Note that the equation does not specify how to sample $t_i$ or the number of samples $N$ required. The number of samples and where we sample $t_i$s naturally affect the accuracy and speed of the approximation. This sounds like a sampling problem that we are familiar with in statistics.

NeRF Inference: Probabilistic Approach

The original NeRF proposed a two-stage system where the first stage implicit network generates a probability distribution on a uniform samples along a ray and the second stage uses this uniform distribution to do importance sampling along the ray for more fine-grained samples. This approach allows the network to sample more densely on regions with support or high opaqueness, but it requires the some substantial number of initial uniform samples along a ray to create somewhat accurate probability distributions. However, most of these samples 1) fall on the empty space and 2) does not affect the final color values when these samples are behind a surface (you cannot see through).

Faster Inference: Efficient Ray-Tracing + Image Decomposition

Then, if we remove redundant samples such as samples on the empty space and samples behind the surace, how much speed up can we achieve? The KiloNeRF 1 provides some insights about this question.

MethodRender timeSpeedup
NeRF56185ms-
NeRF + ESS + ERT788ms71

This is the table 2 from the KiloNeRF paper. Empty Space Skipping (ESS) and Early Ray Termination (ERT) can drastically speed up the inference as it minimizes the number of samples. However, to use ESS, we need to know the geometry explicitly which seems to defeat the purpose of implicit networks, but I’ll get into the details later. For ERT, we can stop the ray marching when the visibility of a ray drops below a certain threshold. Both of which reduces the number of samples required for inference.

Then, how do we cache the geometry explicitly to prevent unnecesarry queries on the empty space?

Voxel Grid

The most straight forward way to cache the occupancy of a 3D space is saving it using a dense voxel grid. A dense voxel grid provides the fastest way to query a value since it only requires a ravel operation which is a series of products and sums. Given this voxel grid, we can use an efficient ray marching method 2 to skip empty voxels fast.

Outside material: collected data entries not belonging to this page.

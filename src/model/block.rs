//! Result fragments and the typed edges between them.

use serde::{Deserialize, Serialize};
use std::fmt;

/// Kind of a result fragment.
///
/// Values the service may add later are kept verbatim in [`BlockType::Other`]
/// so that a raw result survives a deserialize/serialize round trip.
#[derive(Debug, Clone, PartialEq, Eq, Hash, Serialize, Deserialize)]
#[serde(from = "String", into = "String")]
pub enum BlockType {
    /// A whole page
    Page,
    /// A line of text
    Line,
    /// A single word
    Word,
    /// A key or value container of a form field
    KeyValueSet,
    /// A table
    Table,
    /// A table cell
    Cell,
    /// A merged table cell
    MergedCell,
    /// A checkbox or radio button
    SelectionElement,
    /// Any other block type
    Other(String),
}

impl BlockType {
    /// Wire name of the block type.
    pub fn as_str(&self) -> &str {
        match self {
            BlockType::Page => "PAGE",
            BlockType::Line => "LINE",
            BlockType::Word => "WORD",
            BlockType::KeyValueSet => "KEY_VALUE_SET",
            BlockType::Table => "TABLE",
            BlockType::Cell => "CELL",
            BlockType::MergedCell => "MERGED_CELL",
            BlockType::SelectionElement => "SELECTION_ELEMENT",
            BlockType::Other(name) => name,
        }
    }
}

impl From<String> for BlockType {
    fn from(name: String) -> Self {
        match name.as_str() {
            "PAGE" => BlockType::Page,
            "LINE" => BlockType::Line,
            "WORD" => BlockType::Word,
            "KEY_VALUE_SET" => BlockType::KeyValueSet,
            "TABLE" => BlockType::Table,
            "CELL" => BlockType::Cell,
            "MERGED_CELL" => BlockType::MergedCell,
            "SELECTION_ELEMENT" => BlockType::SelectionElement,
            _ => BlockType::Other(name),
        }
    }
}

impl From<BlockType> for String {
    fn from(block_type: BlockType) -> Self {
        match block_type {
            BlockType::Other(name) => name,
            known => known.as_str().to_string(),
        }
    }
}

impl fmt::Display for BlockType {
    fn fmt(&self, f: &mut fmt::Formatter<'_>) -> fmt::Result {
        f.write_str(self.as_str())
    }
}

/// Kind of a relationship edge.
#[derive(Debug, Clone, PartialEq, Eq, Hash, Serialize, Deserialize)]
#[serde(from = "String", into = "String")]
pub enum RelationshipType {
    /// Points at the fragments that make up this block
    Child,
    /// Points from a KEY container to its VALUE container
    Value,
    /// Any other relationship type
    Other(String),
}

impl RelationshipType {
    /// Wire name of the relationship type.
    pub fn as_str(&self) -> &str {
        match self {
            RelationshipType::Child => "CHILD",
            RelationshipType::Value => "VALUE",
            RelationshipType::Other(name) => name,
        }
    }
}

impl From<String> for RelationshipType {
    fn from(name: String) -> Self {
        match name.as_str() {
            "CHILD" => RelationshipType::Child,
            "VALUE" => RelationshipType::Value,
            _ => RelationshipType::Other(name),
        }
    }
}

impl From<RelationshipType> for String {
    fn from(kind: RelationshipType) -> Self {
        match kind {
            RelationshipType::Other(name) => name,
            known => known.as_str().to_string(),
        }
    }
}

/// Role of a KEY_VALUE_SET block.
#[derive(Debug, Clone, PartialEq, Eq, Hash, Serialize, Deserialize)]
#[serde(from = "String", into = "String")]
pub enum EntityType {
    /// The label side of a form field
    Key,
    /// The filled-in side of a form field
    Value,
    /// Any other entity type
    Other(String),
}

impl EntityType {
    /// Wire name of the entity type.
    pub fn as_str(&self) -> &str {
        match self {
            EntityType::Key => "KEY",
            EntityType::Value => "VALUE",
            EntityType::Other(name) => name,
        }
    }
}

impl From<String> for EntityType {
    fn from(name: String) -> Self {
        match name.as_str() {
            "KEY" => EntityType::Key,
            "VALUE" => EntityType::Value,
            _ => EntityType::Other(name),
        }
    }
}

impl From<EntityType> for String {
    fn from(entity: EntityType) -> Self {
        match entity {
            EntityType::Other(name) => name,
            known => known.as_str().to_string(),
        }
    }
}

/// A typed edge from one block to an ordered list of other blocks.
#[derive(Debug, Clone, PartialEq, Serialize, Deserialize)]
pub struct Relationship {
    /// Edge kind
    #[serde(rename = "Type")]
    pub kind: RelationshipType,

    /// Target block ids, in declaration order
    #[serde(rename = "Ids", default)]
    pub ids: Vec<String>,
}

impl Relationship {
    /// Create a relationship of the given kind.
    pub fn new<I, T>(kind: RelationshipType, ids: I) -> Self
    where
        I: IntoIterator<Item = T>,
        T: Into<String>,
    {
        Self {
            kind,
            ids: ids.into_iter().map(Into::into).collect(),
        }
    }
}

/// A single fragment of a recognized document.
#[derive(Debug, Clone, PartialEq, Serialize, Deserialize)]
#[serde(rename_all = "PascalCase")]
pub struct Block {
    /// Identifier, unique within one job's result
    #[serde(default, skip_serializing_if = "Option::is_none")]
    pub id: Option<String>,

    /// Fragment kind
    pub block_type: BlockType,

    /// Recognized text (lines and words)
    #[serde(default, skip_serializing_if = "Option::is_none")]
    pub text: Option<String>,

    /// KEY / VALUE markers for form containers
    #[serde(default, skip_serializing_if = "Vec::is_empty")]
    pub entity_types: Vec<EntityType>,

    /// Outgoing edges, in declaration order
    #[serde(default, skip_serializing_if = "Vec::is_empty")]
    pub relationships: Vec<Relationship>,

    /// Recognition confidence (0-100)
    #[serde(default, skip_serializing_if = "Option::is_none")]
    pub confidence: Option<f64>,

    /// Page number (1-indexed) for multi-page jobs
    #[serde(default, skip_serializing_if = "Option::is_none")]
    pub page: Option<u32>,

    /// PRINTED or HANDWRITING for words
    #[serde(default, skip_serializing_if = "Option::is_none")]
    pub text_type: Option<String>,

    /// SELECTED or NOT_SELECTED for selection elements
    #[serde(default, skip_serializing_if = "Option::is_none")]
    pub selection_status: Option<String>,

    /// Bounding box and polygon, kept as-is
    #[serde(default, skip_serializing_if = "Option::is_none")]
    pub geometry: Option<serde_json::Value>,
}

impl Block {
    /// Create a block with an id and a type.
    pub fn new(id: impl Into<String>, block_type: BlockType) -> Self {
        Self {
            id: Some(id.into()),
            block_type,
            text: None,
            entity_types: Vec::new(),
            relationships: Vec::new(),
            confidence: None,
            page: None,
            text_type: None,
            selection_status: None,
            geometry: None,
        }
    }

    /// Create a LINE block.
    pub fn line(id: impl Into<String>, text: impl Into<String>) -> Self {
        Self::new(id, BlockType::Line).with_text(text)
    }

    /// Create a WORD block.
    pub fn word(id: impl Into<String>, text: impl Into<String>) -> Self {
        Self::new(id, BlockType::Word).with_text(text)
    }

    /// Create a KEY_VALUE_SET block marked as KEY.
    pub fn key(id: impl Into<String>) -> Self {
        Self::new(id, BlockType::KeyValueSet).with_entity_type(EntityType::Key)
    }

    /// Create a KEY_VALUE_SET block marked as VALUE.
    pub fn value(id: impl Into<String>) -> Self {
        Self::new(id, BlockType::KeyValueSet).with_entity_type(EntityType::Value)
    }

    /// Set the text.
    pub fn with_text(mut self, text: impl Into<String>) -> Self {
        self.text = Some(text.into());
        self
    }

    /// Add an entity type.
    pub fn with_entity_type(mut self, entity: EntityType) -> Self {
        self.entity_types.push(entity);
        self
    }

    /// Append a relationship.
    pub fn with_relationship(mut self, relationship: Relationship) -> Self {
        self.relationships.push(relationship);
        self
    }

    /// Append a CHILD relationship.
    pub fn with_children<I, T>(self, ids: I) -> Self
    where
        I: IntoIterator<Item = T>,
        T: Into<String>,
    {
        self.with_relationship(Relationship::new(RelationshipType::Child, ids))
    }

    /// Append a VALUE relationship.
    pub fn with_values<I, T>(self, ids: I) -> Self
    where
        I: IntoIterator<Item = T>,
        T: Into<String>,
    {
        self.with_relationship(Relationship::new(RelationshipType::Value, ids))
    }

    /// Set the page number.
    pub fn on_page(mut self, page: u32) -> Self {
        self.page = Some(page);
        self
    }

    /// Get the block id, if present.
    pub fn id(&self) -> Option<&str> {
        self.id.as_deref()
    }

    /// Check the block type.
    pub fn is_type(&self, block_type: &BlockType) -> bool {
        &self.block_type == block_type
    }

    /// Check if the block is a LINE.
    pub fn is_line(&self) -> bool {
        self.block_type == BlockType::Line
    }

    /// Check if the block carries the given entity type.
    pub fn has_entity_type(&self, entity: &EntityType) -> bool {
        self.entity_types.iter().any(|e| e == entity)
    }

    /// Check if the block is the KEY side of a form field.
    pub fn is_key(&self) -> bool {
        self.block_type == BlockType::KeyValueSet && self.has_entity_type(&EntityType::Key)
    }

    /// Check if the block is the VALUE side of a form field.
    pub fn is_value(&self) -> bool {
        self.block_type == BlockType::KeyValueSet && self.has_entity_type(&EntityType::Value)
    }

    /// Target ids of every relationship of `kind`, in declaration order.
    pub fn related_ids(&self, kind: RelationshipType) -> impl Iterator<Item = &str> + '_ {
        self.relationships
            .iter()
            .filter(move |rel| rel.kind == kind)
            .flat_map(|rel| rel.ids.iter().map(String::as_str))
    }
}

#[cfg(test)]
mod tests {
    use super::*;

    #[test]
    fn test_block_type_wire_names() {
        assert_eq!(BlockType::from("KEY_VALUE_SET".to_string()), BlockType::KeyValueSet);
        assert_eq!(BlockType::Line.as_str(), "LINE");
        assert_eq!(
            BlockType::from("SIGNATURE".to_string()),
            BlockType::Other("SIGNATURE".to_string())
        );
        assert_eq!(String::from(BlockType::Other("QUERY".into())), "QUERY");
    }

    #[test]
    fn test_block_deserialize() {
        let json = r#"{
            "Id": "k1",
            "BlockType": "KEY_VALUE_SET",
            "EntityTypes": ["KEY"],
            "Confidence": 91.5,
            "Relationships": [
                {"Type": "VALUE", "Ids": ["v1"]},
                {"Type": "CHILD", "Ids": ["w1", "w2"]}
            ]
        }"#;

        let block: Block = serde_json::from_str(json).unwrap();
        assert_eq!(block.id(), Some("k1"));
        assert!(block.is_key());
        assert!(!block.is_value());
        assert_eq!(
            block.related_ids(RelationshipType::Child).collect::<Vec<_>>(),
            vec!["w1", "w2"]
        );
        assert_eq!(
            block.related_ids(RelationshipType::Value).collect::<Vec<_>>(),
            vec!["v1"]
        );
    }

    #[test]
    fn test_block_missing_id_still_deserializes() {
        let block: Block = serde_json::from_str(r#"{"BlockType": "LINE", "Text": "x"}"#).unwrap();
        assert_eq!(block.id(), None);
        assert!(block.is_line());
    }

    #[test]
    fn test_unknown_values_round_trip() {
        let json = r#"{"Id":"t1","BlockType":"TABLE_TITLE","EntityTypes":["COLUMN_HEADER"],"Relationships":[{"Type":"TITLE","Ids":["x"]}]}"#;
        let block: Block = serde_json::from_str(json).unwrap();
        let out = serde_json::to_string(&block).unwrap();
        assert!(out.contains("\"BlockType\":\"TABLE_TITLE\""));
        assert!(out.contains("\"COLUMN_HEADER\""));
        assert!(out.contains("\"Type\":\"TITLE\""));
    }

    #[test]
    fn test_confidence_keeps_service_digits() {
        let json = r#"{"Id":"w1","BlockType":"WORD","Text":"Acme","Confidence":99.87654113769531}"#;
        let block: Block = serde_json::from_str(json).unwrap();
        assert_eq!(block.confidence, Some(99.87654113769531));

        let out = serde_json::to_string(&block).unwrap();
        assert!(out.contains("\"Confidence\":99.87654113769531"), "{}", out);
    }

    #[test]
    fn test_related_ids_preserve_declaration_order() {
        let block = Block::new("l1", BlockType::Line)
            .with_children(["b", "a"])
            .with_values(["z"])
            .with_children(["c"]);

        let ids: Vec<_> = block.related_ids(RelationshipType::Child).collect();
        assert_eq!(ids, vec!["b", "a", "c"]);
    }
}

However, as you have guessed, dense voxel grids have cubic memory complexity which would be prohibitive to use for high resolution grids. High resolution grids can save more time as we can skip more space by representing the empty space in a fine-grained way, which would reduce the number of NeRF feed forward passes.

Sparse Voxel Grid and Octrees: Spatial Sparsity

To increase the resolution of a voxel grid, we have to harness the sparsity of 3D space. A sparse voxel grid is a sparser version of a dense grid which only saves non-zero elements. The data in this sparse voxel grid is a list of coordinates and corresponding data. To extract values from this list of coordinates and data, we have to search for whether the target point is present in this list and this can be done either with going over all the elements in this list and see if there is a hit; or we need a data structure that can accelerate querying. There are a few data structures that can accelerate search: a tree and a hash table. If we use a binary tree for search, this would be a variant of a KD tree. If we divide all 3 dimensions and have 8 leaves for each node, this becomes an octree.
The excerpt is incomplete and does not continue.